We protect our digital files with passwords, encryption, or blockchain technology to prevent fraud and scams. In the Middle Ages and the early modern period, the authors of official documents had their own ways. The methods used were very ingenious…

From the thirteenth to the nineteenth centuries, British lawyers preferred to write on sheepskin parchment because it is difficult to make changes unnoticed. Anyone who tries to commit fraud would, unlike with goat or calf parchment, be caught. A layer of the sheet would come off as ink was scraped off, blemishing the document.

This is the conclusion of British researchers who examined 477 legal documents from that time. Of the 645 pages examined, 622 were found to be made of sheepskin.

It was already known that medieval lawyers considered the authenticity and security of documents important through the use of seal stamps. “But that concern also extended to the choice of animal hide,” said Sean Paul Doherty of the University of Exeter, one of the authors of the study, published in Heritage Science.
The secret is in the fat percentage.

The researchers took samples from each parchment page to examine the biological material. Sheepskin consists of about 30 to 50 percent fat, while the skin of a goat or beef has a fat percentage of 3 to 10 percent.

During the making of parchment, an animal’s skin is placed in lime water, which loosens hair and fat. The cohesion between the layers of sheepskin diminishes due to this strong decrease in fat, making layers come off more quickly. And that is a handy feature that prevents someone unseen from changing a number or passage by scratching away text.

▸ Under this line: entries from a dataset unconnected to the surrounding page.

//! Coordinate reference frames supported by the engine.

use std::fmt::{Display, Formatter};
use std::str::FromStr;

use serde::{Deserialize, Serialize};

use crate::coordinate::GeoPoint2d;
use crate::error::ConversionError;

/// Hemisphere of a UTM zone.
#[derive(Debug, Clone, Copy, PartialEq, Eq, Hash, Serialize, Deserialize)]
pub enum Hemisphere {
    /// Northern hemisphere, false northing 0.
    North,
    /// Southern hemisphere, false northing 10 000 000 m.
    South,
}

impl Hemisphere {
    /// Hemisphere a latitude falls into. The equator belongs to the north.
    pub fn of_latitude(lat: f64) -> Self {
        if lat >= 0.0 {
            Self::North
        } else {
            Self::South
        }
    }

    /// False northing applied to projected coordinates in this hemisphere.
    pub fn false_northing(&self) -> f64 {
        match self {
            Self::North => 0.0,
            Self::South => 10_000_000.0,
        }
    }
}

impl Display for Hemisphere {
    fn fmt(&self, f: &mut Formatter<'_>) -> std::fmt::Result {
        match self {
            Self::North => write!(f, "N"),
            Self::South => write!(f, "S"),
        }
    }
}

impl FromStr for Hemisphere {
    type Err = ConversionError;

    fn from_str(s: &str) -> Result<Self, Self::Err> {
        match s.trim().to_lowercase().as_str() {
            "n" | "north" | "norte" => Ok(Self::North),
            "s" | "south" | "sur" => Ok(Self::South),
            _ => Err(ConversionError::InvalidHemisphere(s.to_string())),
        }
    }
}

/// UTM zone: a 6° wide longitudinal band together with its hemisphere.
#[derive(Debug, Clone, Copy, PartialEq, Eq, Hash, Serialize, Deserialize)]
#[serde(try_from = "RawUtmZone")]
pub struct UtmZone {
    number: u8,
    hemisphere: Hemisphere,
}

#[derive(Deserialize)]
struct RawUtmZone {
    number: u8,
    hemisphere: Hemisphere,
}

impl TryFrom<RawUtmZone> for UtmZone {
    type Error = ConversionError;

    fn try_from(raw: RawUtmZone) -> Result<Self, Self::Error> {
        Self::new(raw.number, raw.hemisphere)
    }
}

impl UtmZone {
    /// Smallest zone number.
    pub const MIN: u8 = 1;
    /// Largest zone number.
    pub const MAX: u8 = 60;

    /// Scale factor on the central meridian.
    pub const SCALE_FACTOR: f64 = 0.9996;
    /// False easting of every zone.
    pub const FALSE_EASTING: f64 = 500_000.0;

    /// Creates a zone, rejecting numbers outside of `1..=60`.
    pub fn new(number: u8, hemisphere: Hemisphere) -> Result<Self, ConversionError> {
        if !(Self::MIN..=Self::MAX).contains(&number) {
            return Err(ConversionError::InvalidZone(number));
        }

        Ok(Self { number, hemisphere })
    }

    /// Same as [`UtmZone::new`], usable in constant expressions.
    pub const fn checked(number: u8, hemisphere: Hemisphere) -> Option<Self> {
        if number >= Self::MIN && number <= Self::MAX {
            Some(Self { number, hemisphere })
        } else {
            None
        }
    }

    /// Zone number.
    pub fn number(&self) -> u8 {
        self.number
    }

    /// Zone hemisphere.
    pub fn hemisphere(&self) -> Hemisphere {
        self.hemisphere
    }

    /// Returns `true` if the zone number is within `1..=60`.
    ///
    /// Every constructor rejects invalid numbers, including deserialization.
    pub fn is_valid(&self) -> bool {
        (Self::MIN..=Self::MAX).contains(&self.number)
    }

    /// Longitude of the central meridian in degrees.
    pub fn central_meridian(&self) -> f64 {
        f64::from(self.number) * 6.0 - 183.0
    }

    /// Standard zone containing the given point.
    ///
    /// Norway and Svalbard exceptions are not applied.
    pub fn containing(point: &GeoPoint2d) -> Self {
        let lon = normalize_longitude(point.lon());
        let number = (((lon + 180.0) / 6.0).floor() as i32 + 1).clamp(1, 60) as u8;

        Self {
            number,
            hemisphere: Hemisphere::of_latitude(point.lat()),
        }
    }

    /// EPSG code of the WGS84 UTM projection for the zone.
    pub fn epsg(&self) -> u32 {
        let base = match self.hemisphere {
            Hemisphere::North => 32600,
            Hemisphere::South => 32700,
        };

        base + u32::from(self.number)
    }
}

impl Display for UtmZone {
    fn fmt(&self, f: &mut Formatter<'_>) -> std::fmt::Result {
        write!(f, "{}{}", self.number, self.hemisphere)
    }
}

fn normalize_longitude(lon: f64) -> f64 {
    if (-180.0..180.0).contains(&lon) {
        lon
    } else {
        (lon + 180.0).rem_euclid(360.0) - 180.0
    }
}

/// Named component of a coordinate.
#[derive(Debug, Clone, Copy, PartialEq, Eq, Hash, Serialize, Deserialize)]
pub enum Component {
    /// UTM zone metadata.
    Zone,
    /// UTM easting.
    Easting,
    /// UTM northing.
    Northing,
    /// Geographic latitude.
    Latitude,
    /// Geographic longitude.
    Longitude,
    /// Web Mercator x.
    X,
    /// Web Mercator y.
    Y,
}

impl Component {
    /// Display name of the component.
    pub fn name(&self) -> &'static str {
        match self {
            Self::Zone => "Zone",
            Self::Easting => "Easting",
            Self::Northing => "Northing",
            Self::Latitude => "Latitude",
            Self::Longitude => "Longitude",
            Self::X => "X",
            Self::Y => "Y",
        }
    }
}

impl Display for Component {
    fn fmt(&self, f: &mut Formatter<'_>) -> std::fmt::Result {
        f.write_str(self.name())
    }
}

/// Reference frame a coordinate is expressed in.
///
/// Frames are plain descriptors and never own coordinate data. Geographic frames are always
/// WGS84.
#[derive(Debug, Clone, Copy, PartialEq, Eq, Hash, Serialize, Deserialize)]
pub enum CoordinateFrame {
    /// Universal Transverse Mercator, easting and northing in meters.
    Utm(UtmZone),
    /// Latitude and longitude in decimal degrees.
    GeographicDecimal,
    /// Latitude and longitude as degrees, minutes and seconds.
    GeographicDms,
    /// Spherical Mercator (EPSG:3857), x and y in meters.
    WebMercator,
}

impl CoordinateFrame {
    /// The frame all vertices are stored in.
    pub const CANONICAL: CoordinateFrame = CoordinateFrame::GeographicDecimal;

    /// Components in the order they are entered and stored.
    pub fn components(&self) -> [Component; 2] {
        match self {
            Self::Utm(_) => [Component::Easting, Component::Northing],
            Self::GeographicDecimal | Self::GeographicDms => {
                [Component::Latitude, Component::Longitude]
            }
            Self::WebMercator => [Component::X, Component::Y],
        }
    }

    /// Column labels for the components of the frame.
    pub fn component_labels(&self) -> [&'static str; 2] {
        match self {
            Self::Utm(_) => ["Easting (X)", "Northing (Y)"],
            Self::GeographicDecimal => ["Latitude", "Longitude"],
            Self::GeographicDms => ["Latitude (DMS)", "Longitude (DMS)"],
            Self::WebMercator => ["X (meters)", "Y (meters)"],
        }
    }

    /// EPSG code of the frame.
    pub fn epsg(&self) -> u32 {
        match self {
            Self::Utm(zone) => zone.epsg(),
            Self::GeographicDecimal | Self::GeographicDms => 4326,
            Self::WebMercator => 3857,
        }
    }

    /// Returns `true` for frames with planar coordinates in meters.
    pub fn is_projected(&self) -> bool {
        matches!(self, Self::Utm(_) | Self::WebMercator)
    }

    /// UTM zone of the frame, if it is a UTM frame.
    pub fn utm_zone(&self) -> Option<UtmZone> {
        match self {
            Self::Utm(zone) => Some(*zone),
            _ => None,
        }
    }

    /// Human readable frame name.
    pub fn name(&self) -> &'static str {
        match self {
            Self::Utm(_) => "UTM",
            Self::GeographicDecimal => "Geographic (Decimal Degrees)",
            Self::GeographicDms => "Geographic (DMS)",
            Self::WebMercator => "Web Mercator",
        }
    }
}

impl Display for CoordinateFrame {
    fn fmt(&self, f: &mut Formatter<'_>) -> std::fmt::Result {
        match self {
            Self::Utm(zone) => write!(f, "UTM {zone}"),
            other => f.write_str(other.name()),
        }
    }
}

/// Frame description as supplied by importers.
///
/// Unlike [`CoordinateFrame`], UTM zone metadata may be missing here. Resolving such a hint
/// fails instead of guessing the zone from coordinate magnitudes.
#[derive(Debug, Clone, Copy, PartialEq, Eq, Hash, Serialize, Deserialize)]
pub enum FrameHint {
    /// UTM with possibly unknown zone or hemisphere.
    Utm {
        /// Zone number if present in the source metadata.
        zone: Option<u8>,
        /// Hemisphere if present in the source metadata.
        hemisphere: Option<Hemisphere>,
    },
    /// Geographic decimal degrees (e.g. KML).
    GeographicDecimal,
    /// Geographic degrees, minutes, seconds.
    GeographicDms,
    /// Web Mercator.
    WebMercator,
}

impl FrameHint {
    /// Turns the hint into a complete frame.
    pub fn resolve(&self) -> Result<CoordinateFrame, ConversionError> {
        match *self {
            Self::Utm {
                zone: Some(zone),
                hemisphere: Some(hemisphere),
            } => Ok(CoordinateFrame::Utm(UtmZone::new(zone, hemisphere)?)),
            Self::Utm { zone, hemisphere } => Err(ConversionError::AmbiguousZone {
                zone,
                hemisphere: hemisphere.is_some(),
            }),
            Self::GeographicDecimal => Ok(CoordinateFrame::GeographicDecimal),
            Self::GeographicDms => Ok(CoordinateFrame::GeographicDms),
            Self::WebMercator => Ok(CoordinateFrame::WebMercator),
        }
    }
}

impl From<CoordinateFrame> for FrameHint {
    fn from(frame: CoordinateFrame) -> Self {
        match frame {
            CoordinateFrame::Utm(zone) => Self::Utm {
                zone: Some(zone.number()),
                hemisphere: Some(zone.hemisphere()),
            },
            CoordinateFrame::GeographicDecimal => Self::GeographicDecimal,
            CoordinateFrame::GeographicDms => Self::GeographicDms,
            CoordinateFrame::WebMercator => Self::WebMercator,
        }
    }
}

#[cfg(test)]
mod tests {
    use super::*;
    use crate::latlon;
    use assert_matches::assert_matches;

    #[test]
    fn zone_number_bounds() {
        assert!(UtmZone::new(1, Hemisphere::North).is_ok());
        assert!(UtmZone::new(60, Hemisphere::South).is_ok());
        assert_matches!(
            UtmZone::new(0, Hemisphere::North),
            Err(ConversionError::InvalidZone(0))
        );
        assert_matches!(
            UtmZone::new(61, Hemisphere::North),
            Err(ConversionError::InvalidZone(61))
        );
    }

    #[test]
    fn deserialization_checks_zone_number() {
        let zone: UtmZone =
            serde_json::from_str(r#"{"number":18,"hemisphere":"South"}"#).unwrap();
        assert_eq!(zone, UtmZone::new(18, Hemisphere::South).unwrap());

        assert!(serde_json::from_str::<UtmZone>(r#"{"number":0,"hemisphere":"North"}"#).is_err());
        assert!(serde_json::from_str::<UtmZone>(r#"{"number":61,"hemisphere":"North"}"#).is_err());
    }

    #[test]
    fn central_meridian() {
        let zone = UtmZone::new(18, Hemisphere::North).unwrap();
        assert_eq!(zone.central_meridian(), -75.0);
        let zone = UtmZone::new(31, Hemisphere::North).unwrap();
        assert_eq!(zone.central_meridian(), 3.0);
    }

    #[test]
    fn zone_containing_point() {
        let zone = UtmZone::containing(&latlon!(-12.05, -77.04));
        assert_eq!(zone, UtmZone::new(18, Hemisphere::South).unwrap());

        let zone = UtmZone::containing(&latlon!(52.0, 180.0));
        assert_eq!(zone.number(), 1);

        let zone = UtmZone::containing(&latlon!(0.0, 179.99));
        assert_eq!(zone, UtmZone::new(60, Hemisphere::North).unwrap());
    }

    #[test]
    fn epsg_codes() {
        let north = CoordinateFrame::Utm(UtmZone::new(18, Hemisphere::North).unwrap());
        let south = CoordinateFrame::Utm(UtmZone::new(18, Hemisphere::South).unwrap());
        assert_eq!(north.epsg(), 32618);
        assert_eq!(south.epsg(), 32718);
        assert_eq!(CoordinateFrame::GeographicDms.epsg(), 4326);
        assert_eq!(CoordinateFrame::WebMercator.epsg(), 3857);
    }

    #[test]
    fn hemisphere_names() {
        assert_eq!("Norte".parse::<Hemisphere>().unwrap(), Hemisphere::North);
        assert_eq!(" south ".parse::<Hemisphere>().unwrap(), Hemisphere::South);
        assert_matches!(
            "east".parse::<Hemisphere>(),
            Err(ConversionError::InvalidHemisphere(_))
        );
    }

    #[test]
    fn hint_without_zone_is_ambiguous() {
        let hint = FrameHint::Utm {
            zone: None,
            hemisphere: Some(Hemisphere::North),
        };
        assert_matches!(
            hint.resolve(),
            Err(ConversionError::AmbiguousZone {
                zone: None,
                hemisphere: true
            })
        );

        let hint = FrameHint::Utm {
            zone: Some(18),
            hemisphere: None,
        };
        assert_matches!(hint.resolve(), Err(ConversionError::AmbiguousZone { .. }));
    }

    #[test]
    fn hint_round_trip() {
        let frame = CoordinateFrame::Utm(UtmZone::new(33, Hemisphere::South).unwrap());
        assert_eq!(FrameHint::from(frame).resolve().unwrap(), frame);
        assert_eq!(
            FrameHint::GeographicDecimal.resolve().unwrap(),
            CoordinateFrame::GeographicDecimal
        );
    }
}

Cautious hints that lawyers liked to use sheepskin, for this reason, could already be found in written texts. In the seventeenth century, Sir Edward Coke, who wrote several standard works on English common law, noted that this parchment is “the least susceptible to alteration or corruption.”

Sheepskin parchment was also used for the administration of Tudor monarchs (1485-1603). That was even chosen over the more luxurious calfskin vellum. That choice can now be better explained.

Sheepskin parchment was also cheaper because, in England, it was bursting with sheep. In addition, parchment was seen as a material that lasts longer than paper. Until well into the nineteenth century, lawyers, therefore, preferred such important documents of animal skin. In fact, parchment is so durable that old archives are still bulging with it.